Collected data:
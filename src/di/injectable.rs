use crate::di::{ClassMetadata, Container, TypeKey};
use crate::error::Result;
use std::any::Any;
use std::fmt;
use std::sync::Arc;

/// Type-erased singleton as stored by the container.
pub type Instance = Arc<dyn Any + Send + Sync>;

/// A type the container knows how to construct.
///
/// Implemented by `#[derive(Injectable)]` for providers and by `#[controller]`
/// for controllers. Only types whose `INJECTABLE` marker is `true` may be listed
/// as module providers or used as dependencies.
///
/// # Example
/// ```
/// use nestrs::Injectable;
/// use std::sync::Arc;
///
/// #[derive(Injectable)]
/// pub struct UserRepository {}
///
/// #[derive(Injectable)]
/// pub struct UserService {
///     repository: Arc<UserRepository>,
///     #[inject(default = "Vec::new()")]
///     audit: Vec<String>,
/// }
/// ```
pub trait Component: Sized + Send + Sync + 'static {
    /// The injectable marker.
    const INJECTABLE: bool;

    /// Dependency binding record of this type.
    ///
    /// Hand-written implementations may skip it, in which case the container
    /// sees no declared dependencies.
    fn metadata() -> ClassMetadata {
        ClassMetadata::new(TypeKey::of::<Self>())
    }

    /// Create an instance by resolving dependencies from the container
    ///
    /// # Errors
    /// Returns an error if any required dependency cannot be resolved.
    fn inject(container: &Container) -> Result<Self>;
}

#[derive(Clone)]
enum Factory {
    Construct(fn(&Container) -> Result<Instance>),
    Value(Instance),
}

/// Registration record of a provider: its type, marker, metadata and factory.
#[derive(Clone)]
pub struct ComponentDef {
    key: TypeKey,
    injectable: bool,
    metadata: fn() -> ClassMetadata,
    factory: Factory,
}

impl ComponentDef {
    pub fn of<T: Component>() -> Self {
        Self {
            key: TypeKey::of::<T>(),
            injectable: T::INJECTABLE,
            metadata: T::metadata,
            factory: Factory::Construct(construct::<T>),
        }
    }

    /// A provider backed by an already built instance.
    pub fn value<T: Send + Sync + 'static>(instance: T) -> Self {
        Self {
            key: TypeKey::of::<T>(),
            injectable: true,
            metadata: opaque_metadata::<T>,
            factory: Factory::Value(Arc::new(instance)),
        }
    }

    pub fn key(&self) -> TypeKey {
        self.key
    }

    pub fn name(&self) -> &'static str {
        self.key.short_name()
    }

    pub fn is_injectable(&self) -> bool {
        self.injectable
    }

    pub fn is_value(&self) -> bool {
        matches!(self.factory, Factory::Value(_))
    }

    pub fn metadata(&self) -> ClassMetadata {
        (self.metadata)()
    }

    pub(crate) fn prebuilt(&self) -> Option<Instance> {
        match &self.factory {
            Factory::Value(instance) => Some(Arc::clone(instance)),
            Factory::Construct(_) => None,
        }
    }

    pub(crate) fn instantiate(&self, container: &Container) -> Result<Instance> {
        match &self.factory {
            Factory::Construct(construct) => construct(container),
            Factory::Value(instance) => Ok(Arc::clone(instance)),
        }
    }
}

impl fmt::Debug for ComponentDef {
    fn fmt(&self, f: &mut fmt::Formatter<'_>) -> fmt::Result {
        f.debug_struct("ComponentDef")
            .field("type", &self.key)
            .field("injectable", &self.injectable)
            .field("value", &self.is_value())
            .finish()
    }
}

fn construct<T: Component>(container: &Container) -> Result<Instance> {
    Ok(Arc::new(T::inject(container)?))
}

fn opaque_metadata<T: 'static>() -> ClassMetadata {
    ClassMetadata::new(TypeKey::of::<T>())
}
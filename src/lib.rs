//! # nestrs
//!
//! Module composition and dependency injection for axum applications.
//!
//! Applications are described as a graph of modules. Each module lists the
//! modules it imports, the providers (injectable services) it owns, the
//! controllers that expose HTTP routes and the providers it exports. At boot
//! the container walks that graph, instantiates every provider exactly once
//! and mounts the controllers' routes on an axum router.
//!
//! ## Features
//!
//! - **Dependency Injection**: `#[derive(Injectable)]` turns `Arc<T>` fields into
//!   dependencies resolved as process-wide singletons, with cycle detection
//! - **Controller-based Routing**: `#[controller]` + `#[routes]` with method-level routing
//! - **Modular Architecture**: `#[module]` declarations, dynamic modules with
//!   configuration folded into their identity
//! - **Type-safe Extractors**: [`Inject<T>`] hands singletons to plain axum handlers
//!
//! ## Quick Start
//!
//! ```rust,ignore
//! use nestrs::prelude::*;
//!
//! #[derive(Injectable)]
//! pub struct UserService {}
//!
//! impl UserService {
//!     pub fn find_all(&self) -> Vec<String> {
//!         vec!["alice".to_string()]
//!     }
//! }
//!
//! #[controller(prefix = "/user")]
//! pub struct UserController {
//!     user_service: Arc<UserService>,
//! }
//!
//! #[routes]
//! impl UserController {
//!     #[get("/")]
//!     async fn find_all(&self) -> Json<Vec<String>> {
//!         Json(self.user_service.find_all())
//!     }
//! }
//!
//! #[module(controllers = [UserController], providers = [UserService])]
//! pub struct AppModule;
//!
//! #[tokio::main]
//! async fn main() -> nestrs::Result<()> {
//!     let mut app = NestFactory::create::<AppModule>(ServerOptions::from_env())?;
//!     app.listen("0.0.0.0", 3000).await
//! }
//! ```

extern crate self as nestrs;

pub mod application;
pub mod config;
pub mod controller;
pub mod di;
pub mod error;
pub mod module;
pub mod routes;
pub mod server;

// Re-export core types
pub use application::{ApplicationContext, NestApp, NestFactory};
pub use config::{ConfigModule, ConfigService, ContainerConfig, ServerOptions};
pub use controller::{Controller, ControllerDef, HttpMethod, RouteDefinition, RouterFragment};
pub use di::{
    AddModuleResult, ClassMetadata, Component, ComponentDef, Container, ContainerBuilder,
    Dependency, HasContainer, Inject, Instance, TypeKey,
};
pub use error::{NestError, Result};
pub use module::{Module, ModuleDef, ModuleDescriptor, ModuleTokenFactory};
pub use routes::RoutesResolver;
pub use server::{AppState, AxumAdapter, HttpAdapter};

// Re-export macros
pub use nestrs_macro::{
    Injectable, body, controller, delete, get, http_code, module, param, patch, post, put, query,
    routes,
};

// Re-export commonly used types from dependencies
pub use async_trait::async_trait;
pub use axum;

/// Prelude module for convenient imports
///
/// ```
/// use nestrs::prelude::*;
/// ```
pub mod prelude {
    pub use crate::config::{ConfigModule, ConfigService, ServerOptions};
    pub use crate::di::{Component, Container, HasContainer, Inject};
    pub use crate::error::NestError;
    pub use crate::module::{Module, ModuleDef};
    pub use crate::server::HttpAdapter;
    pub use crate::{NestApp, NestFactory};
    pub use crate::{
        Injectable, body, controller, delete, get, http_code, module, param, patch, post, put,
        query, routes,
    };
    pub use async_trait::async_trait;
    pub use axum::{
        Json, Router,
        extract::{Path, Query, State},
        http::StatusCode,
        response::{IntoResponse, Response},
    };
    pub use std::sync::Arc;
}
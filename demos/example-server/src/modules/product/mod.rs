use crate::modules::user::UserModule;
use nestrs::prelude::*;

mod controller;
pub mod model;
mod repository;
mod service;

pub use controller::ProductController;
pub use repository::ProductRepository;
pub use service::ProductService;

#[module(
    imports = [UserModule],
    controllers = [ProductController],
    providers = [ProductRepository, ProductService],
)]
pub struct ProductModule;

What is being asked: Your response must contain all of the records, copied exactly.

Response below:
filename src/di/injectable.rs
use crate::di::{ClassMetadata, Container, TypeKey};
use crate::error::Result;
use std::any::Any;
use std::fmt;
use std::sync::Arc;

/// Type-erased singleton as stored by the container.
pub type Instance = Arc<dyn Any + Send + Sync>;

/// A type the container knows how to construct.
///
/// Implemented by `#[derive(Injectable)]` for providers and by `#[controller]`
/// for controllers. Only types whose `INJECTABLE` marker is `true` may be listed
/// as module providers or used as dependencies.
///
/// # Example
/// ```
/// use nestrs::Injectable;
/// use std::sync::Arc;
///
/// #[derive(Injectable)]
/// pub struct UserRepository {}
///
/// #[derive(Injectable)]
/// pub struct UserService {
///     repository: Arc<UserRepository>,
///     #[inject(default = "Vec::new()")]
///     audit: Vec<String>,
/// }
/// ```
pub trait Component: Sized + Send + Sync + 'static {
    /// The injectable marker.
    const INJECTABLE: bool;

    /// Dependency binding record of this type.
    ///
    /// Hand-written implementations may skip it, in which case the container
    /// sees no declared dependencies.
    fn metadata() -> ClassMetadata {
        ClassMetadata::new(TypeKey::of::<Self>())
    }

    /// Create an instance by resolving dependencies from the container
    ///
    /// # Errors
    /// Returns an error if any required dependency cannot be resolved.
    fn inject(container: &Container) -> Result<Self>;
}

#[derive(Clone)]
enum Factory {
    Construct(fn(&Container) -> Result<Instance>),
    Value(Instance),
}

/// Registration record of a provider: its type, marker, metadata and factory.
#[derive(Clone)]
pub struct ComponentDef {
    key: TypeKey,
    injectable: bool,
    metadata: fn() -> ClassMetadata,
    factory: Factory,
}

impl ComponentDef {
    pub fn of<T: Component>() -> Self {
        Self {
            key: TypeKey::of::<T>(),
            injectable: T::INJECTABLE,
            metadata: T::metadata,
            factory: Factory::Construct(construct::<T>),
        }
    }

    /// A provider backed by an already built instance.
    pub fn value<T: Send + Sync + 'static>(instance: T) -> Self {
        Self {
            key: TypeKey::of::<T>(),
            injectable: true,
            metadata: opaque_metadata::<T>,
            factory: Factory::Value(Arc::new(instance)),
        }
    }

    pub fn key(&self) -> TypeKey {
        self.key
    }

    pub fn name(&self) -> &'static str {
        self.key.short_name()
    }

    pub fn is_injectable(&self) -> bool {
        self.injectable
    }

    pub fn is_value(&self) -> bool {
        matches!(self.factory, Factory::Value(_))
    }

    pub fn metadata(&self) -> ClassMetadata {
        (self.metadata)()
    }

    pub(crate) fn prebuilt(&self) -> Option<Instance> {
        match &self.factory {
            Factory::Value(instance) => Some(Arc::clone(instance)),
            Factory::Construct(_) => None,
        }
    }

    pub(crate) fn instantiate(&self, container: &Container) -> Result<Instance> {
        match &self.factory {
            Factory::Construct(construct) => construct(container),
            Factory::Value(instance) => Ok(Arc::clone(instance)),
        }
    }
}

impl fmt::Debug for ComponentDef {
    fn fmt(&self, f: &mut fmt::Formatter<'_>) -> fmt::Result {
        f.debug_struct("ComponentDef")
            .field("type", &self.key)
            .field("injectable", &self.injectable)
            .field("value", &self.is_value())
            .finish()
    }
}

fn construct<T: Component>(container: &Container) -> Result<Instance> {
    Ok(Arc::new(T::inject(container)?))
}

fn opaque_metadata<T: 'static>() -> ClassMetadata {
    ClassMetadata::new(TypeKey::of::<T>())
}
filename src/lib.rs
//! # nestrs
//!
//! Module composition and dependency injection for axum applications.
//!
//! Applications are described as a graph of modules. Each module lists the
//! modules it imports, the providers (injectable services) it owns, the
//! controllers that expose HTTP routes and the providers it exports. At boot
//! the container walks that graph, instantiates every provider exactly once
//! and mounts the controllers' routes on an axum router.
//!
//! ## Features
//!
//! - **Dependency Injection**: `#[derive(Injectable)]` turns `Arc<T>` fields into
//!   dependencies resolved as process-wide singletons, with cycle detection
//! - **Controller-based Routing**: `#[controller]` + `#[routes]` with method-level routing
//! - **Modular Architecture**: `#[module]` declarations, dynamic modules with
//!   configuration folded into their identity
//! - **Type-safe Extractors**: [`Inject<T>`] hands singletons to plain axum handlers
//!
//! ## Quick Start
//!
//! ```rust,ignore
//! use nestrs::prelude::*;
//!
//! #[derive(Injectable)]
//! pub struct UserService {}
//!
//! impl UserService {
//!     pub fn find_all(&self) -> Vec<String> {
//!         vec!["alice".to_string()]
//!     }
//! }
//!
//! #[controller(prefix = "/user")]
//! pub struct UserController {
//!     user_service: Arc<UserService>,
//! }
//!
//! #[routes]
//! impl UserController {
//!     #[get("/")]
//!     async fn find_all(&self) -> Json<Vec<String>> {
//!         Json(self.user_service.find_all())
//!     }
//! }
//!
//! #[module(controllers = [UserController], providers = [UserService])]
//! pub struct AppModule;
//!
//! #[tokio::main]
//! async fn main() -> nestrs::Result<()> {
//!     let mut app = NestFactory::create::<AppModule>(ServerOptions::from_env())?;
//!     app.listen("0.0.0.0", 3000).await
//! }
//! ```

extern crate self as nestrs;

pub mod application;
pub mod config;
pub mod controller;
pub mod di;
pub mod error;
pub mod module;
pub mod routes;
pub mod server;

// Re-export core types
pub use application::{ApplicationContext, NestApp, NestFactory};
pub use config::{ConfigModule, ConfigService, ContainerConfig, ServerOptions};
pub use controller::{Controller, ControllerDef, HttpMethod, RouteDefinition, RouterFragment};
pub use di::{
    AddModuleResult, ClassMetadata, Component, ComponentDef, Container, ContainerBuilder,
    Dependency, HasContainer, Inject, Instance, TypeKey,
};
pub use error::{NestError, Result};
pub use module::{Module, ModuleDef, ModuleDescriptor, ModuleTokenFactory};
pub use routes::RoutesResolver;
pub use server::{AppState, AxumAdapter, HttpAdapter};

// Re-export macros
pub use nestrs_macro::{
    Injectable, body, controller, delete, get, http_code, module, param, patch, post, put, query,
    routes,
};

// Re-export commonly used types from dependencies
pub use async_trait::async_trait;
pub use axum;

/// Prelude module for convenient imports
///
/// ```
/// use nestrs::prelude::*;
/// ```
pub mod prelude {
    pub use crate::config::{ConfigModule, ConfigService, ServerOptions};
    pub use crate::di::{Component, Container, HasContainer, Inject};
    pub use crate::error::NestError;
    pub use crate::module::{Module, ModuleDef};
    pub use crate::server::HttpAdapter;
    pub use crate::{NestApp, NestFactory};
    pub use crate::{
        Injectable, body, controller, delete, get, http_code, module, param, patch, post, put,
        query, routes,
    };
    pub use async_trait::async_trait;
    pub use axum::{
        Json, Router,
        extract::{Path, Query, State},
        http::StatusCode,
        response::{IntoResponse, Response},
    };
    pub use std::sync::Arc;
}
filename demos/example-server/src/modules/product/mod.rs
use crate::modules::user::UserModule;
use nestrs::prelude::*;

mod controller;
pub mod model;
mod repository;
mod service;

pub use controller::ProductController;
pub use repository::ProductRepository;
pub use service::ProductService;

#[module(
    imports = [UserModule],
    controllers = [ProductController],
    providers = [ProductRepository, ProductService],
)]
pub struct ProductModule;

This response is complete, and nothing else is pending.